Put simply, AI for big data analytics software enables organizations to:
- Put all their data in one place
- Crunch that data, including with cutting-edge machine learning
- Surface those data and insights through dashboards, reports, and more
- Provide insight to decision-makers as and when they need it
This covers a wide range of processes that are very difficult to undertake manually.
Many companies will have already had exposure to machine learning algorithms used across big data sets if they have participated in digital marketing. Tech platforms such as Google and Meta’s Facebook have taken the lead if the application of this technology to personalize (and, in turn, optimize) the performance of digital marketing campaigns.
The Benefits of AI for Big Data Analytics & Data Marketing
The benefits of using machine learning and AI for big data analytics are substantial. By allowing the people in your business to make informed decisions, you enable them to increase the number of good choices they make. In combination with
This empowerment of your team can bring a virtuous circle of benefits, such as:
- Better customer journeys, making happier customers
- Improvement in all manner of targeted KPIs
- An increased competitive edge
- More content, more motivated employees
- A better-informed data strategy
The benefits can apply almost endlessly depending on a company’s specific requirements. Leveraging data to provide high-quality insight applies to a vast range of use cases, limited only by the collected data. As a result, it can also benefit strategic planning for what additional data should be captured to improve the insights.
An example implementation might be reviewing the lifetime value of customers from specific regions overlaid by which marketing source they acquired. This single consolidated view might provide insight for a marketing budget owner, for example, to optimize how they use their budget moving forward to drive growth in the customers with the highest value.

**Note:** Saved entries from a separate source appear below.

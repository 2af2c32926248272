//! VirtualMachine.

use std::collections::BTreeMap;

use serde::{Deserialize, Serialize};

use crate::{impl_resource, ObjectMeta};

#[derive(Debug, Clone, Default, PartialEq, Serialize, Deserialize)]
#[serde(rename_all = "camelCase")]
pub struct VirtualMachine {
    pub metadata: ObjectMeta,
    pub spec: VirtualMachineSpec,
    #[serde(default)]
    pub status: VirtualMachineStatus,
}

impl_resource!(VirtualMachine, "VirtualMachine");

impl VirtualMachine {
    pub fn new(namespace: impl Into<String>, name: impl Into<String>, spec: VirtualMachineSpec) -> Self {
        Self {
            metadata: ObjectMeta::named(namespace, name),
            spec,
            status: VirtualMachineStatus::default(),
        }
    }

    /// True if the spec asks for the VM to run.
    pub fn is_run_requested(&self) -> bool {
        self.spec.is_run_requested()
    }
}

#[derive(Debug, Clone, Copy, PartialEq, Eq, Serialize, Deserialize)]
pub enum RunStrategy {
    Always,
    RerunOnFailure,
    Manual,
    Halted,
}

#[derive(Debug, Clone, Default, PartialEq, Serialize, Deserialize)]
#[serde(rename_all = "camelCase")]
pub struct VirtualMachineSpec {
    #[serde(default, skip_serializing_if = "Option::is_none")]
    pub running: Option<bool>,

    #[serde(default, skip_serializing_if = "Option::is_none")]
    pub run_strategy: Option<RunStrategy>,

    pub template: VirtualMachineInstanceTemplate,

    #[serde(default, skip_serializing_if = "Vec::is_empty")]
    pub data_volume_templates: Vec<DataVolumeTemplate>,
}

impl VirtualMachineSpec {
    pub fn is_run_requested(&self) -> bool {
        if self.running == Some(true) {
            return true;
        }
        matches!(
            self.run_strategy,
            Some(RunStrategy::Always) | Some(RunStrategy::RerunOnFailure)
        )
    }

    /// Claim names of volumes backed by persistent storage, in volume order.
    pub fn persistent_claims(&self) -> Vec<(&str, &str)> {
        self.template
            .spec
            .volumes
            .iter()
            .filter_map(|v| v.source.claim_name().map(|c| (v.name.as_str(), c)))
            .collect()
    }
}

#[derive(Debug, Clone, Default, PartialEq, Serialize, Deserialize)]
#[serde(rename_all = "camelCase")]
pub struct VirtualMachineInstanceTemplate {
    #[serde(default)]
    pub metadata: TemplateMeta,
    pub spec: VirtualMachineInstanceSpec,
}

/// Labels and annotations carried by a template or a captured VM.
#[derive(Debug, Clone, Default, PartialEq, Serialize, Deserialize)]
#[serde(rename_all = "camelCase")]
pub struct TemplateMeta {
    #[serde(default, skip_serializing_if = "BTreeMap::is_empty")]
    pub labels: BTreeMap<String, String>,
    #[serde(default, skip_serializing_if = "BTreeMap::is_empty")]
    pub annotations: BTreeMap<String, String>,
}

#[derive(Debug, Clone, Default, PartialEq, Serialize, Deserialize)]
#[serde(rename_all = "camelCase")]
pub struct VirtualMachineInstanceSpec {
    pub domain: DomainSpec,
    #[serde(default, skip_serializing_if = "Vec::is_empty")]
    pub networks: Vec<Network>,
    #[serde(default, skip_serializing_if = "Vec::is_empty")]
    pub volumes: Vec<Volume>,
}

#[derive(Debug, Clone, Default, PartialEq, Serialize, Deserialize)]
#[serde(rename_all = "camelCase")]
pub struct DomainSpec {
    #[serde(default, skip_serializing_if = "Option::is_none")]
    pub firmware: Option<Firmware>,
    #[serde(default)]
    pub devices: Devices,
    #[serde(default)]
    pub resources: ResourceRequirements,
}

#[derive(Debug, Clone, Default, PartialEq, Serialize, Deserialize)]
#[serde(rename_all = "camelCase")]
pub struct Firmware {
    #[serde(default, skip_serializing_if = "Option::is_none")]
    pub uuid: Option<String>,
    #[serde(default, skip_serializing_if = "Option::is_none")]
    pub serial: Option<String>,
}

#[derive(Debug, Clone, Default, PartialEq, Serialize, Deserialize)]
#[serde(rename_all = "camelCase")]
pub struct Devices {
    #[serde(default, skip_serializing_if = "Vec::is_empty")]
    pub interfaces: Vec<Interface>,
}

#[derive(Debug, Clone, Default, PartialEq, Serialize, Deserialize)]
#[serde(rename_all = "camelCase")]
pub struct Interface {
    pub name: String,
    #[serde(default, skip_serializing_if = "Option::is_none")]
    pub mac_address: Option<String>,
    /// Binding method, e.g. `masquerade` or `bridge`.
    #[serde(default, skip_serializing_if = "Option::is_none")]
    pub binding: Option<String>,
}

/// Request key for claim capacity.
pub const STORAGE_REQUEST: &str = "storage";

#[derive(Debug, Clone, Default, PartialEq, Serialize, Deserialize)]
#[serde(rename_all = "camelCase")]
pub struct ResourceRequirements {
    #[serde(default, skip_serializing_if = "BTreeMap::is_empty")]
    pub requests: BTreeMap<String, String>,
}

#[derive(Debug, Clone, Default, PartialEq, Serialize, Deserialize)]
#[serde(rename_all = "camelCase")]
pub struct Network {
    pub name: String,
    #[serde(default, skip_serializing_if = "Option::is_none")]
    pub pod: Option<serde_json::Value>,
}

#[derive(Debug, Clone, PartialEq, Serialize, Deserialize)]
#[serde(rename_all = "camelCase")]
pub struct Volume {
    pub name: String,
    #[serde(flatten)]
    pub source: VolumeSource,
}

#[derive(Debug, Clone, PartialEq, Serialize, Deserialize)]
#[serde(rename_all = "camelCase")]
pub enum VolumeSource {
    ContainerDisk(ContainerDiskSource),
    PersistentVolumeClaim(ClaimSource),
    DataVolume(DataVolumeSource),
    CloudInitNoCloud(CloudInitNoCloudSource),
}

impl VolumeSource {
    /// Backing claim for persistent sources; `None` for ephemeral ones.
    pub fn claim_name(&self) -> Option<&str> {
        match self {
            Self::PersistentVolumeClaim(c) => Some(&c.claim_name),
            Self::DataVolume(d) => Some(&d.name),
            Self::ContainerDisk(_) | Self::CloudInitNoCloud(_) => None,
        }
    }

    pub fn is_data_volume(&self) -> bool {
        matches!(self, Self::DataVolume(_))
    }
}

#[derive(Debug, Clone, PartialEq, Serialize, Deserialize)]
#[serde(rename_all = "camelCase")]
pub struct ContainerDiskSource {
    pub image: String,
}

#[derive(Debug, Clone, PartialEq, Serialize, Deserialize)]
#[serde(rename_all = "camelCase")]
pub struct ClaimSource {
    pub claim_name: String,
}

#[derive(Debug, Clone, PartialEq, Serialize, Deserialize)]
#[serde(rename_all = "camelCase")]
pub struct DataVolumeSource {
    pub name: String,
}

#[derive(Debug, Clone, PartialEq, Serialize, Deserialize)]
#[serde(rename_all = "camelCase")]
pub struct CloudInitNoCloudSource {
    #[serde(default, skip_serializing_if = "Option::is_none")]
    pub user_data: Option<String>,
}

/// DataVolume created alongside the VM; backed by a claim of the same name.
#[derive(Debug, Clone, PartialEq, Serialize, Deserialize)]
#[serde(rename_all = "camelCase")]
pub struct DataVolumeTemplate {
    pub name: String,
    #[serde(default, skip_serializing_if = "Option::is_none")]
    pub storage_class_name: Option<String>,
    #[serde(default, skip_serializing_if = "Option::is_none")]
    pub size: Option<String>,
}

#[derive(Debug, Clone, Copy, Default, PartialEq, Eq, Serialize, Deserialize)]
pub enum PrintableStatus {
    #[default]
    Stopped,
    Starting,
    Running,
    Stopping,
}

impl std::fmt::Display for PrintableStatus {
    fn fmt(&self, f: &mut std::fmt::Formatter<'_>) -> std::fmt::Result {
        let s = match self {
            Self::Stopped => "Stopped",
            Self::Starting => "Starting",
            Self::Running => "Running",
            Self::Stopping => "Stopping",
        };
        write!(f, "{s}")
    }
}

#[derive(Debug, Clone, Default, PartialEq, Serialize, Deserialize)]
#[serde(rename_all = "camelCase")]
pub struct VirtualMachineStatus {
    #[serde(default)]
    pub printable_status: PrintableStatus,

    #[serde(default)]
    pub ready: bool,

    /// Name of the restore currently rewriting this VM.
    #[serde(default, skip_serializing_if = "Option::is_none")]
    pub restore_in_progress: Option<String>,
}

Why Companies Need to Embrace AI With Data
Every business knows that its data holds the answers to many questions they need to answer. Understanding how to leverage that is critical as industries progress and increasingly adopt a data-centric approach to management—running an organization without leveraging this data is like wandering around with the lights off — relying on your best guess and moving tentatively instead of confidently and productively.

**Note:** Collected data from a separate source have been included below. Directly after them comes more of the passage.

//! Event record and builder.

use chrono::{DateTime, Utc};
use serde::{Deserialize, Serialize};
use virtops_id::{EventId, Uid};

use crate::EventError;

/// Event reasons emitted by the controllers.
pub mod reasons {
    // Clone
    pub const SOURCE_DOES_NOT_EXIST: &str = "SourceDoesNotExist";
    pub const SNAPSHOT_CREATED: &str = "SnapshotCreated";
    pub const SNAPSHOT_READY: &str = "SnapshotReady";
    pub const RESTORE_CREATED: &str = "RestoreCreated";
    pub const RESTORE_READY: &str = "RestoreReady";
    pub const TARGET_ALREADY_EXISTS: &str = "TargetAlreadyExists";
    pub const CLONE_SUCCEEDED: &str = "CloneSucceeded";
    pub const CLONE_FAILED: &str = "CloneFailed";
    pub const TARGET_VM_CREATED: &str = "TargetVMCreated";
    pub const PVC_BOUND: &str = "PVCBound";
    pub const SNAPSHOT_DELETED: &str = "SnapshotDeleted";
    pub const SNAPSHOT_CONTENT_INVALID: &str = "SnapshotContentInvalid";
    pub const RESTORE_FAILED: &str = "RestoreFailed";

    // Snapshot / restore
    pub const SNAPSHOT_CONTENT_CREATED: &str = "SnapshotContentCreated";
    pub const VOLUME_SNAPSHOT_FAILED: &str = "VolumeSnapshotFailed";
    pub const VM_RESTORED: &str = "VirtualMachineRestored";
    pub const RESTORE_WAITING_FOR_STOP: &str = "RestoreWaitingForStop";
    pub const DATA_VOLUME_DELETED: &str = "DataVolumeDeleted";

    // Rollout
    pub const ROLLOUT_STARTED: &str = "RolloutStarted";
    pub const ROLLOUT_WIDENED: &str = "RolloutWidened";
    pub const ROLLOUT_NARROWED: &str = "RolloutNarrowed";
    pub const ROLLOUT_COMPLETE: &str = "RolloutComplete";
    pub const ROLLOUT_STUCK: &str = "RolloutStuck";
}

/// Event severity.
#[derive(Debug, Clone, Copy, PartialEq, Eq, Hash, Serialize, Deserialize, Default)]
pub enum EventType {
    #[default]
    Normal,
    Warning,
}

impl std::fmt::Display for EventType {
    fn fmt(&self, f: &mut std::fmt::Formatter<'_>) -> std::fmt::Result {
        match self {
            EventType::Normal => write!(f, "Normal"),
            EventType::Warning => write!(f, "Warning"),
        }
    }
}

/// Reference to the object an event is about.
#[derive(Debug, Clone, PartialEq, Eq, Hash, Serialize, Deserialize)]
#[serde(rename_all = "camelCase")]
pub struct ObjectReference {
    pub kind: String,
    pub namespace: String,
    pub name: String,
    #[serde(default, skip_serializing_if = "Option::is_none")]
    pub uid: Option<Uid>,
}

impl ObjectReference {
    pub fn new(kind: impl Into<String>, namespace: impl Into<String>, name: impl Into<String>) -> Self {
        Self {
            kind: kind.into(),
            namespace: namespace.into(),
            name: name.into(),
            uid: None,
        }
    }

    pub fn with_uid(mut self, uid: Uid) -> Self {
        self.uid = Some(uid);
        self
    }
}

impl std::fmt::Display for ObjectReference {
    fn fmt(&self, f: &mut std::fmt::Formatter<'_>) -> std::fmt::Result {
        write!(f, "{}/{}/{}", self.kind, self.namespace, self.name)
    }
}

/// A recorded event.
#[derive(Debug, Clone, PartialEq, Serialize, Deserialize)]
#[serde(rename_all = "camelCase")]
pub struct Event {
    /// Sequence number assigned by the recorder.
    pub id: EventId,

    pub involved_object: ObjectReference,

    #[serde(rename = "type")]
    pub event_type: EventType,

    /// CamelCase machine-readable reason, e.g. `SourceDoesNotExist`.
    pub reason: String,

    /// Human-readable message.
    pub message: String,

    /// Number of times this (object, type, reason, message) was seen.
    pub count: u32,

    /// Component that emitted the event.
    pub source: String,

    pub first_timestamp: DateTime<Utc>,
    pub last_timestamp: DateTime<Utc>,
}

impl Event {
    /// Creates a new event builder.
    pub fn builder() -> EventBuilder {
        EventBuilder::default()
    }

    /// Key used to aggregate repeats of the same event.
    pub fn aggregation_key(&self) -> (ObjectReference, EventType, String, String) {
        (
            self.involved_object.clone(),
            self.event_type,
            self.reason.clone(),
            self.message.clone(),
        )
    }
}

/// Builder for constructing events.
#[derive(Debug, Default)]
pub struct EventBuilder {
    involved_object: Option<ObjectReference>,
    event_type: EventType,
    reason: Option<String>,
    message: String,
    source: Option<String>,
    timestamp: Option<DateTime<Utc>>,
}

impl EventBuilder {
    pub fn object(mut self, object: ObjectReference) -> Self {
        self.involved_object = Some(object);
        self
    }

    pub fn normal(mut self, reason: impl Into<String>) -> Self {
        self.event_type = EventType::Normal;
        self.reason = Some(reason.into());
        self
    }

    pub fn warning(mut self, reason: impl Into<String>) -> Self {
        self.event_type = EventType::Warning;
        self.reason = Some(reason.into());
        self
    }

    pub fn message(mut self, message: impl Into<String>) -> Self {
        self.message = message.into();
        self
    }

    pub fn source(mut self, source: impl Into<String>) -> Self {
        self.source = Some(source.into());
        self
    }

    pub fn timestamp(mut self, ts: DateTime<Utc>) -> Self {
        self.timestamp = Some(ts);
        self
    }

    /// Builds the event. The recorder assigns the final `id`.
    pub fn build(self) -> Result<Event, EventError> {
        let involved_object = self
            .involved_object
            .ok_or(EventError::MissingField("involved_object"))?;
        let reason = self.reason.ok_or(EventError::MissingField("reason"))?;
        if !is_camel_case(&reason) {
            return Err(EventError::InvalidReason(reason));
        }
        let ts = self.timestamp.unwrap_or_else(Utc::now);

        Ok(Event {
            id: EventId::default(),
            involved_object,
            event_type: self.event_type,
            reason,
            message: self.message,
            count: 1,
            source: self.source.unwrap_or_else(|| "virtops-controller".to_string()),
            first_timestamp: ts,
            last_timestamp: ts,
        })
    }
}

fn is_camel_case(reason: &str) -> bool {
    let mut chars = reason.chars();
    matches!(chars.next(), Some(c) if c.is_ascii_uppercase())
        && chars.all(|c| c.is_ascii_alphanumeric())
}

Embracing AI as a core part of the analytical toolset is essential for all organizations. This is because, as time goes on, the tools become increasingly accessible and productive. More comprehensive analysis practices are adopted by more of the market. Before you know it, it is considered a business-as-usual best practice that is required to stay competitive.
Those who are slow to adopt will see an increasing strategic deficit versus their more agile data-led competition. The insights provided by this level of advanced analysis can help drive better strategic business decisions — which in turn will help maximize cost efficiency — so those companies not using them will risk falling behind and having to play catch up over the longer term.

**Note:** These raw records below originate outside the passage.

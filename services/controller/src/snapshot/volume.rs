//! Volume snapshot interface and store-backed implementation.
//!
//! The snapshot engine only asks two things of the storage layer: start a
//! point-in-time copy of a claim, and report whether it is durable yet.

use async_trait::async_trait;
use tracing::{debug, info};
use virtops_api::{
    Api, ObjectMeta, OwnerReference, PersistentVolumeClaim, VolumeSnapshot, VolumeSnapshotSpec,
};

use crate::context::Context;
use crate::error::ControllerResult;

/// Progress of one volume snapshot.
#[derive(Debug, Clone, PartialEq, Eq)]
pub enum VolumeSnapshotState {
    Pending,
    Ready,
    Failed(String),
}

/// Storage-side snapshot operations.
#[async_trait]
pub trait VolumeSnapshotter: Send + Sync {
    /// Start a snapshot called `name` of `claim`. Creating one that already
    /// exists is not an error.
    async fn create(
        &self,
        namespace: &str,
        name: &str,
        claim: &PersistentVolumeClaim,
        owner: OwnerReference,
    ) -> ControllerResult<()>;

    /// Current state, or `None` if no snapshot called `name` exists.
    async fn state(&self, namespace: &str, name: &str) -> ControllerResult<Option<VolumeSnapshotState>>;
}

/// Records volume snapshots as `VolumeSnapshot` objects; a provisioner
/// fills in their status.
pub struct StoreVolumeSnapshotter {
    ctx: Context,
}

impl StoreVolumeSnapshotter {
    pub fn new(ctx: Context) -> Self {
        Self { ctx }
    }
}

#[async_trait]
impl VolumeSnapshotter for StoreVolumeSnapshotter {
    async fn create(
        &self,
        namespace: &str,
        name: &str,
        claim: &PersistentVolumeClaim,
        owner: OwnerReference,
    ) -> ControllerResult<()> {
        let api: Api<VolumeSnapshot> = self.ctx.api(namespace);
        let snapshot = VolumeSnapshot {
            metadata: ObjectMeta::named(namespace, name).with_owner(owner),
            spec: VolumeSnapshotSpec {
                persistent_volume_claim_name: claim.metadata.name.clone(),
                storage_class_name: claim.spec.storage_class_name.clone(),
            },
            status: Default::default(),
        };
        match api.create(&snapshot).await {
            Ok(_) => {
                info!(volume_snapshot = name, claim = %claim.metadata.name, "Created volume snapshot");
                Ok(())
            }
            Err(e) if e.is_already_exists() => {
                debug!(volume_snapshot = name, "Volume snapshot already exists");
                Ok(())
            }
            Err(e) => Err(e.into()),
        }
    }

    async fn state(&self, namespace: &str, name: &str) -> ControllerResult<Option<VolumeSnapshotState>> {
        let api: Api<VolumeSnapshot> = self.ctx.api(namespace);
        Ok(api.get_opt(name).await?.map(|vs| {
            if let Some(error) = vs.status.error {
                VolumeSnapshotState::Failed(error)
            } else if vs.status.ready_to_use {
                VolumeSnapshotState::Ready
            } else {
                VolumeSnapshotState::Pending
            }
        }))
    }
}

#[cfg(test)]
mod tests {
    use std::sync::Arc;

    use super::*;
    use virtops_api::SqliteStore;
    use virtops_events::MemoryRecorder;
    use virtops_id::Uid;

    fn owner() -> OwnerReference {
        OwnerReference {
            kind: "VirtualMachineSnapshotContent".to_string(),
            name: "content".to_string(),
            uid: Uid::new(),
            controller: Some(true),
            block_owner_deletion: None,
        }
    }

    #[tokio::test]
    async fn test_create_is_idempotent_and_reports_state() {
        let ctx = Context::new(
            Arc::new(SqliteStore::open_in_memory().unwrap()),
            Arc::new(MemoryRecorder::new()),
        );
        let snapshotter = StoreVolumeSnapshotter::new(ctx.clone());
        let claim = PersistentVolumeClaim::new("default", "pvc-a", Some("fast".to_string()));

        assert_eq!(snapshotter.state("default", "vs-a").await.unwrap(), None);
        snapshotter.create("default", "vs-a", &claim, owner()).await.unwrap();
        snapshotter.create("default", "vs-a", &claim, owner()).await.unwrap();
        assert_eq!(
            snapshotter.state("default", "vs-a").await.unwrap(),
            Some(VolumeSnapshotState::Pending)
        );

        let api: Api<VolumeSnapshot> = ctx.api("default");
        let mut vs = api.get("vs-a").await.unwrap();
        assert_eq!(vs.spec.persistent_volume_claim_name, "pvc-a");
        vs.status.error = Some("no snapshot class".to_string());
        api.replace_status(&vs).await.unwrap();
        assert_eq!(
            snapshotter.state("default", "vs-a").await.unwrap(),
            Some(VolumeSnapshotState::Failed("no snapshot class".to_string()))
        );
    }
}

The slow but steady progress in these areas makes it clear that using machine learning for extensive data analysis is here to stay. As a result, jumping in to make the most of what it can offer your business is a significant opportunity to get ahead of the market (and your competitors). In time, though, it will likely be required to survive.
Conclusion
Using AI for big data analytics is a massive opportunity for organizations of all stripes. It should be one of a handful of top priorities for most companies. The good news is that while the complexity of big data and machine learning is very high, artificial intelligence software is now available to provide an accessible and user-friendly means of making the most of it.